Contact Victor Williamson with your questions about simulator based experiential education programs for your school.
SpaceCampUtah@gmail.com

Saturday, July 7, 2012

The Higgs Boson Found. A Major Scientific Breakthrough



Hello Troops,

You may have overhead people on the news talking about a hugh discovery made at the CERN underground atom smasher complex spanning the border between Switzerland and France.  The CERN scientists say they are 99% sure they've found one of science's Holy Grails - the Higgs Boson particle.

"So What?" I hear you thinking.  You've got other things on your mind, like when are you going to get to go to the Space Center again.  While I applaud your priorities, I urge you to take a moment to applaud the work done at CERN and understand the significance to you and the world.

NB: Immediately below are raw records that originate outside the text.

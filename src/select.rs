//! Multi-way select over channel operations.
//!
//! ```no_run
//! # async fn demo() -> Result<(), chanselect::SelectError> {
//! use chanselect::{Chan, Select};
//!
//! let values = Chan::new(0);
//! let quit = Chan::<()>::new(0);
//! let stop = Select::new()
//!     .send(&values, 1, || false)
//!     .recv(&quit, |_| true)
//!     .await?;
//! # let _ = stop;
//! # Ok(())
//! # }
//! ```
//!
//! Every case carries a handler; the handler of the case that committed runs
//! after the select completes and its return value becomes the result.

use std::future::IntoFuture;
use std::sync::Arc;

use futures::future::BoxFuture;

use crate::arm::{Arm, RecvArm, SendArm, Step, Wait};
use crate::chan::{Chan, Payload};
use crate::error::SelectError;
use crate::signal::Signal;

trait Branch<R>: Arm {
    fn as_arm(&mut self) -> &mut dyn Arm;

    /// Runs the handler of the committed case.
    fn fire(self: Box<Self>, case: usize) -> Result<R, SelectError>;
}

struct SendBranch<'a, T, F> {
    arm: SendArm<'a, T>,
    handler: F,
}

impl<T: Send, F: Send> Arm for SendBranch<'_, T, F> {
    fn attempt(&mut self, signal: &Arc<Signal>, index: usize, park: bool) -> Step {
        self.arm.attempt(signal, index, park)
    }

    fn settle(&mut self) {
        self.arm.settle()
    }

    fn disarm(&mut self) {
        self.arm.disarm()
    }
}

impl<R, T, F> Branch<R> for SendBranch<'_, T, F>
where
    T: Send,
    F: FnOnce() -> R + Send,
{
    fn as_arm(&mut self) -> &mut dyn Arm {
        self
    }

    fn fire(self: Box<Self>, case: usize) -> Result<R, SelectError> {
        let SendBranch { arm, handler } = *self;
        match arm.finish() {
            Ok(()) => Ok(handler()),
            Err(_) => Err(SelectError::Closed { case }),
        }
    }
}

struct RecvBranch<'a, T, F> {
    arm: RecvArm<'a, T>,
    handler: F,
}

impl<T: Send, F: Send> Arm for RecvBranch<'_, T, F> {
    fn attempt(&mut self, signal: &Arc<Signal>, index: usize, park: bool) -> Step {
        self.arm.attempt(signal, index, park)
    }

    fn settle(&mut self) {
        self.arm.settle()
    }

    fn disarm(&mut self) {
        self.arm.disarm()
    }
}

impl<R, T, F> Branch<R> for RecvBranch<'_, T, F>
where
    T: Send,
    F: FnOnce(Option<T>) -> R + Send,
{
    fn as_arm(&mut self) -> &mut dyn Arm {
        self
    }

    fn fire(self: Box<Self>, _case: usize) -> Result<R, SelectError> {
        let RecvBranch { arm, handler } = *self;
        Ok(handler(arm.finish()))
    }
}

/// Builder for a select. Await it to run the select.
pub struct Select<'a, R> {
    branches: Vec<Box<dyn Branch<R> + 'a>>,
    default: Option<Box<dyn FnOnce() -> R + Send + 'a>>,
    biased: bool,
}

/// Shorthand for [`Select::new`].
pub fn select<'a, R>() -> Select<'a, R> {
    Select::new()
}

impl<R> Default for Select<'_, R> {
    fn default() -> Self {
        Self::new()
    }
}

impl<'a, R> Select<'a, R> {
    pub fn new() -> Self {
        Self {
            branches: Vec::new(),
            default: None,
            biased: false,
        }
    }

    /// Checks cases in the order they were added instead of at random.
    pub fn biased(mut self) -> Self {
        self.biased = true;
        self
    }

    /// Sends `value`, which the caller has already evaluated.
    pub fn send<T, F>(mut self, chan: &'a Chan<T>, value: T, handler: F) -> Self
    where
        T: Send + 'a,
        F: FnOnce() -> R + Send + 'a,
    {
        self.branches.push(Box::new(SendBranch {
            arm: SendArm::new(chan, Payload::Ready(value)),
            handler,
        }));
        self
    }

    /// Sends the value produced by `thunk`, evaluated only if this case
    /// commits. The thunk runs on whichever task completes the hand-off,
    /// while that channel is locked, so it must not touch the same channel.
    pub fn send_with<T, V, F>(mut self, chan: &'a Chan<T>, thunk: V, handler: F) -> Self
    where
        T: Send + 'a,
        V: FnOnce() -> T + Send + 'static,
        F: FnOnce() -> R + Send + 'a,
    {
        self.branches.push(Box::new(SendBranch {
            arm: SendArm::new(chan, Payload::Deferred(Box::new(thunk))),
            handler,
        }));
        self
    }

    /// Receives from `chan`. The handler gets `None` if the channel is
    /// closed and drained.
    pub fn recv<T, F>(mut self, chan: &'a Chan<T>, handler: F) -> Self
    where
        T: Send + 'a,
        F: FnOnce(Option<T>) -> R + Send + 'a,
    {
        self.branches.push(Box::new(RecvBranch {
            arm: RecvArm::new(chan),
            handler,
        }));
        self
    }

    /// Runs instead of waiting when no case can proceed immediately.
    pub fn default<F>(mut self, handler: F) -> Self
    where
        F: FnOnce() -> R + Send + 'a,
    {
        self.default = Some(Box::new(handler));
        self
    }

    async fn run(mut self) -> Result<R, SelectError> {
        if self.branches.is_empty() {
            return self
                .default
                .take()
                .map(|fallback| fallback())
                .ok_or(SelectError::NoCases);
        }

        let winner = {
            let arms: Vec<&mut dyn Arm> = self
                .branches
                .iter_mut()
                .map(|branch| branch.as_arm())
                .collect();
            Wait::new(arms, self.biased, self.default.is_some()).await
        };

        match winner {
            Some(case) => self.branches.swap_remove(case).fire(case),
            None => self
                .default
                .take()
                .map(|fallback| fallback())
                .ok_or(SelectError::NoCases),
        }
    }
}

impl<'a, R: Send + 'a> IntoFuture for Select<'a, R> {
    type Output = Result<R, SelectError>;
    type IntoFuture = BoxFuture<'a, Result<R, SelectError>>;

    fn into_future(self) -> Self::IntoFuture {
        Box::pin(self.run())
    }
}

What is the Higgs Boson you ask?  I turn to Nick Collins, The Telegraph's Science Correspondent to help answer your question 

What is the Higgs boson and the Higgs field?
The Higgs field has been described as a kind of cosmic "syrup" spread through the universe.
According to Prof Higgs's 1964 theory, the field interacts with the tiny particles that make up atoms, and weighs them down so that they do not simply whizz around space at the speed of light.
But in the half-century following the theory, produced independently by the six scientists within a few months of each other, nobody has been able to prove that the Higgs Field really exists.
So, we are talking about a field of energy surrounding everything in the universe.
Subatomic particles slow down from light speed as they move through the field.  This drag gives them mass.  Mass leads to attraction (they're moving slow enough to get a good look at each other and 'hook up'. The particles start clumping together forming atomic neutrons, protons and electrons which in turn form atoms which in turn form molecules which in turn make matter and US.

Nick Collins continues...
 
What would the world be like without the Higgs boson?
According to the Standard Model theory, it would not be recognisable. Without something to give mass to the basic building blocks of matter, everything would behave as light does, floating freely and not combining with other particles. Ordinary matter, as we know it, would not exist.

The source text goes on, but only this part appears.